— What to work on —
Find every line in the data that contains the word "struct". Return each of those lines.
== Data extracts ==
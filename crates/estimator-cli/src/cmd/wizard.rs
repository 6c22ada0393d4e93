use crate::cmd::estimate::{print_estimate, print_summary};
use crate::output::{print_json, print_table};
use anyhow::Context;
use chrono::Utc;
use clap::Subcommand;
use estimator_core::answers::{Choice, Field, FieldKind, Toggle};
use estimator_core::config::Config;
use estimator_core::report;
use estimator_core::store::{FileStore, KvStore};
use estimator_core::wizard::{Step, Wizard, WizardSettings, STEP_COUNT};
use estimator_core::{io, paths};
use serde::Serialize;
use std::path::{Path, PathBuf};

// ---------------------------------------------------------------------------
// Subcommand types
// ---------------------------------------------------------------------------

#[derive(Subcommand)]
pub enum WizardSubcommand {
    /// List every step with its options
    Steps,

    /// Show the current step, its options and the live estimate
    Show,

    /// Choose an option on a single-select question
    Select {
        /// Question, e.g. project_type
        field: Field,
        /// Option value, e.g. crm_portal
        value: String,
    },

    /// Add or remove an option on a multi-select question
    Toggle {
        /// features or platforms
        field: Field,
        value: String,
    },

    /// Unset a question
    Clear { field: Field },

    /// Validate the current step and move forward
    Next,

    /// Move back one step
    Back,

    /// Return to the first question, keeping answers
    Edit,

    /// Discard all answers and the saved draft
    Reset,

    /// Freeze the estimate and write the report (review step only)
    Submit,

    /// Write the printable report for the current answers
    Export {
        /// Output file (default: .estimator/reports/estimate-draft.html)
        #[arg(long)]
        out: Option<PathBuf>,
    },

    /// Open the booking page
    Book {
        /// Print the URL instead of opening a browser
        #[arg(long)]
        no_open: bool,
    },
}

// ---------------------------------------------------------------------------
// Entry point
// ---------------------------------------------------------------------------

pub fn run(root: &Path, subcmd: WizardSubcommand, json: bool) -> anyhow::Result<()> {
    if let WizardSubcommand::Steps = subcmd {
        return steps(json);
    }

    let config = Config::load(root).context("failed to load config")?;
    let settings = WizardSettings::from(&config.wizard);
    let mut wizard = Wizard::mount(FileStore::new(root), settings, Utc::now());

    match subcmd {
        WizardSubcommand::Steps => steps(json),
        WizardSubcommand::Show => show(&wizard, json),
        WizardSubcommand::Select { field, value } => select(&mut wizard, field, &value, json),
        WizardSubcommand::Toggle { field, value } => toggle(&mut wizard, field, &value, json),
        WizardSubcommand::Clear { field } => {
            wizard.clear(field, Utc::now());
            report_answer(&wizard, field, json)
        }
        WizardSubcommand::Next => {
            wizard.next(Utc::now())?;
            report_position(&wizard, json)
        }
        WizardSubcommand::Back => {
            wizard.back(Utc::now());
            report_position(&wizard, json)
        }
        WizardSubcommand::Edit => {
            wizard.restart_editing(Utc::now());
            report_position(&wizard, json)
        }
        WizardSubcommand::Reset => {
            wizard.reset();
            if json {
                print_json(&serde_json::json!({ "reset": true }))?;
            } else {
                println!("Wizard reset.");
            }
            Ok(())
        }
        WizardSubcommand::Submit => submit(root, &config, &mut wizard, json),
        WizardSubcommand::Export { out } => export(root, &config, &wizard, out, json),
        WizardSubcommand::Book { no_open } => book(&config, no_open, json),
    }
}

// ---------------------------------------------------------------------------
// steps / show
// ---------------------------------------------------------------------------

#[derive(Serialize)]
struct OptionView {
    value: &'static str,
    label: &'static str,
    selected: bool,
}

#[derive(Serialize)]
struct StepView {
    index: usize,
    step: Step,
    title: &'static str,
    kind: &'static str,
    options: Vec<OptionView>,
}

fn step_view<S: KvStore>(wizard: Option<&Wizard<S>>, index: usize) -> StepView {
    let step = Step::at(index);
    let selected = |field: Field, value: &str| {
        wizard.is_some_and(|w| w.answers().values(field).contains(&value))
    };
    let options = step
        .field()
        .map(|field| {
            field
                .options()
                .into_iter()
                .map(|o| OptionView {
                    value: o.value,
                    label: o.label,
                    selected: selected(field, o.value),
                })
                .collect()
        })
        .unwrap_or_default();
    StepView {
        index,
        step,
        title: step.title(),
        kind: step.kind_str(),
        options,
    }
}

fn steps(json: bool) -> anyhow::Result<()> {
    let views: Vec<StepView> = (0..STEP_COUNT)
        .map(|i| step_view::<FileStore>(None, i))
        .collect();
    if json {
        return print_json(&views);
    }
    let rows = views
        .iter()
        .map(|v| {
            vec![
                (v.index + 1).to_string(),
                v.step.to_string(),
                v.kind.to_string(),
                v.title.to_string(),
                v.options
                    .iter()
                    .map(|o| o.value)
                    .collect::<Vec<_>>()
                    .join(", "),
            ]
        })
        .collect();
    print_table(&["#", "STEP", "KIND", "TITLE", "OPTIONS"], rows);
    Ok(())
}

fn show<S: KvStore>(wizard: &Wizard<S>, json: bool) -> anyhow::Result<()> {
    let now = Utc::now();
    let view = step_view(Some(wizard), wizard.current_step());
    let notice = wizard.notice(now).map(|n| n.message.clone());

    if json {
        return print_json(&serde_json::json!({
            "current": view,
            "total": STEP_COUNT,
            "answers": wizard.answers(),
            "estimate": wizard.estimate(),
            "notice": notice,
        }));
    }

    if let Some(message) = notice {
        println!("{message}\n");
    }
    println!(
        "Step {} of {}: {}",
        view.index + 1,
        STEP_COUNT,
        view.title
    );

    match view.step {
        Step::Question(field) => {
            println!("({})", field.kind().as_str());
            for o in &view.options {
                let mark = match (field.kind(), o.selected) {
                    (FieldKind::Single, true) => "(x)",
                    (FieldKind::Single, false) => "( )",
                    (FieldKind::Multi, true) => "[x]",
                    (FieldKind::Multi, false) => "[ ]",
                };
                println!("  {mark} {:<22} {}", o.value, o.label);
            }
            let e = wizard.estimate();
            println!(
                "\nLive estimate: ${} - ${}, {} weeks",
                report::thousands(e.cost_low),
                report::thousands(e.cost_high),
                e.weeks
            );
        }
        Step::Review => {
            print_summary(wizard.answers());
            println!();
            print_estimate(wizard.estimate());
            println!("\nRun 'estimator wizard submit' to finalize, or 'estimator wizard edit' to change answers.");
        }
    }
    Ok(())
}

// ---------------------------------------------------------------------------
// Answer commands
// ---------------------------------------------------------------------------

fn select<S: KvStore>(
    wizard: &mut Wizard<S>,
    field: Field,
    value: &str,
    json: bool,
) -> anyhow::Result<()> {
    let choice = Choice::parse(field, value)?;
    let step_before = wizard.current_step();
    wizard.select(choice, Utc::now());
    wait_for_commit(wizard)?;

    if !json && wizard.current_step() != step_before {
        report_answer(wizard, field, false)?;
        return report_position(wizard, false);
    }
    report_answer(wizard, field, json)
}

/// Sleep until the pending selection is due, then commit it.
fn wait_for_commit<S: KvStore>(wizard: &mut Wizard<S>) -> anyhow::Result<Option<Field>> {
    let rt = tokio::runtime::Builder::new_current_thread()
        .enable_time()
        .build()?;
    let committed = rt.block_on(async {
        while let Some(pending) = wizard.pending().copied() {
            let wait = (pending.due - Utc::now()).to_std().unwrap_or_default();
            tokio::time::sleep(wait).await;
            if let Some(field) = wizard.poll(Utc::now()) {
                return Some(field);
            }
        }
        None
    });
    Ok(committed)
}

fn toggle<S: KvStore>(
    wizard: &mut Wizard<S>,
    field: Field,
    value: &str,
    json: bool,
) -> anyhow::Result<()> {
    let toggle = Toggle::parse(field, value)?;
    let selected = wizard.toggle(toggle, Utc::now());
    if !json {
        println!("{} {value}", if selected { "added" } else { "removed" });
    }
    report_answer(wizard, field, json)
}

fn report_answer<S: KvStore>(wizard: &Wizard<S>, field: Field, json: bool) -> anyhow::Result<()> {
    let values = wizard.answers().values(field);
    let e = wizard.estimate();
    if json {
        return print_json(&serde_json::json!({
            "field": field,
            "values": values,
            "step": wizard.current_step(),
            "cost_low": e.cost_low,
            "cost_high": e.cost_high,
        }));
    }
    let shown = if values.is_empty() {
        "(none)".to_string()
    } else {
        values.join(", ")
    };
    println!("{field} = {shown}");
    println!(
        "Live estimate: ${} - ${}",
        report::thousands(e.cost_low),
        report::thousands(e.cost_high)
    );
    Ok(())
}

fn report_position<S: KvStore>(wizard: &Wizard<S>, json: bool) -> anyhow::Result<()> {
    let step = wizard.step();
    if json {
        return print_json(&serde_json::json!({
            "index": wizard.current_step(),
            "step": step,
            "title": step.title(),
        }));
    }
    println!(
        "Step {} of {}: {}",
        wizard.current_step() + 1,
        STEP_COUNT,
        step.title()
    );
    Ok(())
}

// ---------------------------------------------------------------------------
// submit / export / book
// ---------------------------------------------------------------------------

fn submit<S: KvStore>(
    root: &Path,
    config: &Config,
    wizard: &mut Wizard<S>,
    json: bool,
) -> anyhow::Result<()> {
    let submission = wizard.submit(Utc::now())?.clone();
    let html = report::render_html(
        &submission.answers,
        &submission.estimate,
        config.booking.url.as_deref(),
    )?;
    let path = paths::report_path(root, &submission.id.to_string());
    io::atomic_write(&path, html.as_bytes())
        .with_context(|| format!("failed to write {}", path.display()))?;

    if json {
        return print_json(&serde_json::json!({
            "submission": submission,
            "report": path,
        }));
    }
    println!("Estimate submitted: {}", submission.id);
    print_estimate(&submission.estimate);
    println!("\nReport written to {}", path.display());
    if let Some(url) = &config.booking.url {
        println!("Book a call: {url}");
    }
    Ok(())
}

fn export<S: KvStore>(
    root: &Path,
    config: &Config,
    wizard: &Wizard<S>,
    out: Option<PathBuf>,
    json: bool,
) -> anyhow::Result<()> {
    let html = report::render_html(
        wizard.answers(),
        wizard.estimate(),
        config.booking.url.as_deref(),
    )?;
    let path = out.unwrap_or_else(|| paths::report_path(root, "draft"));
    io::atomic_write(&path, html.as_bytes())
        .with_context(|| format!("failed to write {}", path.display()))?;

    if json {
        print_json(&serde_json::json!({ "report": path }))
    } else {
        println!("Report written to {}", path.display());
        Ok(())
    }
}

fn book(config: &Config, no_open: bool, json: bool) -> anyhow::Result<()> {
    let url = config
        .booking
        .url
        .as_deref()
        .with_context(|| format!("booking.url is not set in {}", paths::CONFIG_FILE))?;

    if !no_open {
        open::that(url).with_context(|| format!("failed to open {url}"))?;
    }
    if json {
        print_json(&serde_json::json!({ "url": url, "opened": !no_open }))
    } else {
        println!("{url}");
        Ok(())
    }
}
===
— Written reply —
struct OptionView {
struct StepView {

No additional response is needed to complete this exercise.